* _Work item_: After checking the listing below, say how many of its lines contain the string "than". Only the number is needed.

* _Entries supplied_:
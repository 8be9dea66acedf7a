//! The five-phase collaboration workflow.
//!
//! A [`Collaboration`] drives one task through Task Analysis, Team
//! Discussion, Execution, Final Review and Final Compilation. Phases run
//! strictly sequentially, one agent call at a time; each phase's prompt is
//! built from the previous phase's complete result set, and every per-agent
//! result is emitted as a [`WorkflowEvent`] the moment it lands rather than
//! buffered until the workflow finishes.
//!
//! Prompt construction lives in the [`prompts`] submodule as pure functions,
//! so the formats can be tested without a network dependency.

use std::error::Error;
use std::fmt;

use tokio::sync::mpsc;
use tokio_stream::wrappers::ReceiverStream;

use crate::agentnet::agent::{AgentBinding, AGENT_UNAVAILABLE};
use crate::agentnet::event::WorkflowEvent;

const EVENT_BUFFER: usize = 64;

/// The five fixed workflow phases, in execution order.
#[derive(Debug, Clone, Copy, PartialEq, Eq)]
pub enum Phase {
    TaskAnalysis,
    TeamDiscussion,
    Execution,
    FinalReview,
    FinalCompilation,
}

impl Phase {
    pub const ALL: [Phase; 5] = [
        Phase::TaskAnalysis,
        Phase::TeamDiscussion,
        Phase::Execution,
        Phase::FinalReview,
        Phase::FinalCompilation,
    ];

    /// Display name used in streamed events.
    pub fn name(self) -> &'static str {
        match self {
            Phase::TaskAnalysis => "Task Analysis",
            Phase::TeamDiscussion => "Team Discussion",
            Phase::Execution => "Execution",
            Phase::FinalReview => "Final Review",
            Phase::FinalCompilation => "Final Compilation",
        }
    }

    /// Status tag attached to per-agent results of this phase.
    pub fn status_tag(self) -> &'static str {
        match self {
            Phase::TaskAnalysis => "analyzed",
            Phase::TeamDiscussion => "discussed",
            Phase::Execution => "executed",
            Phase::FinalReview => "reviewed",
            // Phase 5 emits a single final_output, never agent_result
            Phase::FinalCompilation => "compiled",
        }
    }
}

/// One agent's contribution to one phase.
///
/// Prior phases' results are read-only inputs to later prompt construction,
/// never mutated.
#[derive(Debug, Clone)]
pub struct PhaseResult {
    pub id: String,
    pub role: String,
    pub status: String,
    pub output: String,
}

/// Prompt construction for every phase, kept free of I/O.
pub mod prompts {
    use super::PhaseResult;

    pub fn analysis(task: &str, role: &str) -> String {
        format!(
            "You are a {} working on: {}. Describe your 3 main responsibilities and deliverables.",
            role, task
        )
    }

    pub fn discussion(role: &str, analyses: &[PhaseResult]) -> String {
        let context = analyses
            .iter()
            .map(|r| format!("{}: {}", r.role, r.output))
            .collect::<Vec<_>>()
            .join("\n\n");
        format!(
            "As the {}, give short feedback on the team's analysis:\n{}",
            role, context
        )
    }

    pub fn execution(task: &str, own_analysis: &str, role: &str, feedback: &[PhaseResult]) -> String {
        let context = feedback
            .iter()
            .map(|r| format!("{} feedback: {}", r.role, r.output))
            .collect::<Vec<_>>()
            .join("\n\n");
        format!(
            "Task: {}\nAnalysis: {}\nFeedback: {}\nNow act as {} and deliver a detailed result.",
            task, own_analysis, context, role
        )
    }

    pub fn review(role: &str, work: &[PhaseResult]) -> String {
        let context = work
            .iter()
            .map(|r| format!("{}'s work:\n{}", r.role, r.output))
            .collect::<Vec<_>>()
            .join("\n\n");
        format!(
            "Review all outputs below as the {}. Suggest final improvements:\n{}",
            role, context
        )
    }

    pub fn compilation(task: &str, reviews: &[PhaseResult]) -> String {
        let context = reviews
            .iter()
            .map(|r| format!("{}: {}", r.role, r.output))
            .collect::<Vec<_>>()
            .join("\n");
        format!(
            "Task: {}\n\nTeam outputs and reviews:\n{}\n\nCompile everything into one clear, markdown-formatted final result.",
            task, context
        )
    }
}

/// Errors that abort a running workflow.
#[derive(Debug, Clone, PartialEq, Eq)]
pub enum WorkflowError {
    /// Final Compilation needs an agent bound to the "manager" role.
    ManagerNotFound,
}

impl fmt::Display for WorkflowError {
    fn fmt(&self, f: &mut fmt::Formatter<'_>) -> fmt::Result {
        match self {
            WorkflowError::ManagerNotFound => {
                write!(f, "no agent is bound to the 'manager' role")
            }
        }
    }
}

impl Error for WorkflowError {}

/// Emit one event; a closed channel means the consumer went away, which does
/// not cancel the workflow.
async fn emit(tx: &mpsc::Sender<WorkflowEvent>, event: WorkflowEvent) {
    if tx.send(event).await.is_err() {
        log::debug!("event receiver dropped, continuing workflow");
    }
}

/// Call one agent, never letting a failure escape into the phase loop.
///
/// A binding without a client yields the constant [`AGENT_UNAVAILABLE`]. The
/// vendor call runs on its own task so a panicking client surfaces as an
/// output string rather than tearing down the whole workflow; vendor API
/// errors are already rendered into the output by
/// [`ClientWrapper::generate`](crate::agentnet::client_wrapper::ClientWrapper::generate).
pub async fn safe_generate(agent: &AgentBinding, prompt: String) -> String {
    let client = match &agent.client {
        Some(client) => client.clone(),
        None => return AGENT_UNAVAILABLE.to_string(),
    };

    match tokio::spawn(async move { client.generate(&prompt).await }).await {
        Ok(output) => output,
        Err(err) => format!("⚠️ Error generating response: {}", err),
    }
}

/// Drives one task through the five phases, emitting events as they happen.
pub struct Collaboration {
    task: String,
    agents: Vec<AgentBinding>,
}

impl Collaboration {
    pub fn new(task: impl Into<String>, agents: Vec<AgentBinding>) -> Self {
        Collaboration {
            task: task.into(),
            agents,
        }
    }

    /// The agent bound to the "manager" role, matched case-insensitively.
    fn manager(&self) -> Option<&AgentBinding> {
        self.agents
            .iter()
            .find(|a| a.role.eq_ignore_ascii_case("manager"))
    }

    /// Run the workflow to completion, emitting events into `tx`.
    ///
    /// Agent failures never abort a phase; the failing agent contributes its
    /// error text as its output and the workflow proceeds. The only aborting
    /// condition is a missing manager binding at Final Compilation, which
    /// emits one [`WorkflowEvent::Error`] and returns the named error.
    pub async fn run(self, tx: &mpsc::Sender<WorkflowEvent>) -> Result<(), WorkflowError> {
        log::info!(
            "starting collaboration across {} agents: {}",
            self.agents.len(),
            self.task
        );

        let analyses = self
            .run_phase(Phase::TaskAnalysis, tx, |_, agent| {
                prompts::analysis(&self.task, &agent.role)
            })
            .await;

        let feedback = self
            .run_phase(Phase::TeamDiscussion, tx, |_, agent| {
                prompts::discussion(&agent.role, &analyses)
            })
            .await;

        let work = self
            .run_phase(Phase::Execution, tx, |i, agent| {
                prompts::execution(&self.task, &analyses[i].output, &agent.role, &feedback)
            })
            .await;

        let reviews = self
            .run_phase(Phase::FinalReview, tx, |_, agent| {
                prompts::review(&agent.role, &work)
            })
            .await;

        // Final Compilation runs a single call against the manager binding.
        let phase = Phase::FinalCompilation;
        emit(
            tx,
            WorkflowEvent::PhaseStart {
                name: phase.name().to_string(),
            },
        )
        .await;
        log::info!("phase: {}", phase.name());

        let manager = match self.manager() {
            Some(manager) => manager,
            None => {
                let err = WorkflowError::ManagerNotFound;
                log::error!("{}", err);
                emit(
                    tx,
                    WorkflowEvent::Error {
                        message: err.to_string(),
                    },
                )
                .await;
                return Err(err);
            }
        };

        let output = safe_generate(manager, prompts::compilation(&self.task, &reviews)).await;
        emit(tx, WorkflowEvent::FinalOutput { output }).await;
        emit(
            tx,
            WorkflowEvent::PhaseComplete {
                name: phase.name().to_string(),
            },
        )
        .await;

        log::info!("collaboration complete");
        Ok(())
    }

    /// Run one of the per-agent phases: prompt each agent in slot order, one
    /// awaited call at a time, emitting each result as soon as it lands.
    async fn run_phase<F>(
        &self,
        phase: Phase,
        tx: &mpsc::Sender<WorkflowEvent>,
        build_prompt: F,
    ) -> Vec<PhaseResult>
    where
        F: Fn(usize, &AgentBinding) -> String,
    {
        emit(
            tx,
            WorkflowEvent::PhaseStart {
                name: phase.name().to_string(),
            },
        )
        .await;
        log::info!("phase: {}", phase.name());

        let mut results = Vec::with_capacity(self.agents.len());
        for (i, agent) in self.agents.iter().enumerate() {
            let prompt = build_prompt(i, agent);
            let output = safe_generate(agent, prompt).await;

            let result = PhaseResult {
                id: agent.id.clone(),
                role: agent.role.clone(),
                status: phase.status_tag().to_string(),
                output,
            };
            emit(
                tx,
                WorkflowEvent::AgentResult {
                    phase_name: phase.name().to_string(),
                    id: result.id.clone(),
                    role: result.role.clone(),
                    status: result.status.clone(),
                    output: result.output.clone(),
                },
            )
            .await;
            results.push(result);
        }

        emit(
            tx,
            WorkflowEvent::PhaseComplete {
                name: phase.name().to_string(),
            },
        )
        .await;

        results
    }

    /// Consume the collaboration and stream its events.
    ///
    /// The workflow runs on its own task. On success the stream is terminated
    /// by [`WorkflowEvent::End`]; after a workflow error or a panicked
    /// workflow task a single [`WorkflowEvent::Error`] is the final item and
    /// no `End` sentinel follows.
    pub fn stream(self) -> ReceiverStream<WorkflowEvent> {
        let (tx, rx) = mpsc::channel(EVENT_BUFFER);

        tokio::spawn(async move {
            let worker_tx = tx.clone();
            let worker = tokio::spawn(async move { self.run(&worker_tx).await });

            match worker.await {
                Ok(Ok(())) => {
                    let _ = tx.send(WorkflowEvent::End).await;
                }
                Ok(Err(err)) => {
                    // The error event was already emitted inside run().
                    log::error!("workflow aborted: {}", err);
                }
                Err(join_err) => {
                    let _ = tx
                        .send(WorkflowEvent::Error {
                            message: format!("workflow task failed: {}", join_err),
                        })
                        .await;
                }
            }
        });

        ReceiverStream::new(rx)
    }
}

#[cfg(test)]
mod tests {
    use super::*;

    fn result(role: &str, output: &str) -> PhaseResult {
        PhaseResult {
            id: "agent1".to_string(),
            role: role.to_string(),
            status: "analyzed".to_string(),
            output: output.to_string(),
        }
    }

    #[test]
    fn analysis_prompt_names_role_and_task() {
        assert_eq!(
            prompts::analysis("build a game", "designer"),
            "You are a designer working on: build a game. Describe your 3 main responsibilities and deliverables."
        );
    }

    #[test]
    fn discussion_prompt_labels_each_analysis() {
        let prompt = prompts::discussion(
            "manager",
            &[result("researcher", "notes"), result("designer", "sketch")],
        );
        assert!(prompt.starts_with("As the manager, give short feedback"));
        assert!(prompt.contains("researcher: notes\n\ndesigner: sketch"));
    }

    #[test]
    fn execution_prompt_carries_own_analysis_and_team_feedback() {
        let prompt = prompts::execution(
            "ship it",
            "my plan",
            "researcher",
            &[result("manager", "go ahead")],
        );
        assert!(prompt.contains("Task: ship it"));
        assert!(prompt.contains("Analysis: my plan"));
        assert!(prompt.contains("manager feedback: go ahead"));
        assert!(prompt.ends_with("Now act as researcher and deliver a detailed result."));
    }

    #[test]
    fn review_prompt_lists_work_per_role() {
        let prompt = prompts::review("designer", &[result("researcher", "report")]);
        assert!(prompt.contains("researcher's work:\nreport"));
    }

    #[test]
    fn compilation_prompt_joins_reviews_with_single_newlines() {
        let prompt = prompts::compilation(
            "the task",
            &[result("manager", "fine"), result("designer", "polish")],
        );
        assert!(prompt.contains("Task: the task"));
        assert!(prompt.contains("Team outputs and reviews:\nmanager: fine\ndesigner: polish"));
        assert!(prompt.ends_with("markdown-formatted final result."));
    }

    #[test]
    fn phases_are_terminally_ordered() {
        assert_eq!(Phase::ALL.len(), 5);
        assert_eq!(Phase::ALL[0].name(), "Task Analysis");
        assert_eq!(Phase::ALL[4].name(), "Final Compilation");
        assert_eq!(Phase::TeamDiscussion.status_tag(), "discussed");
    }
}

* _Your solution_: 2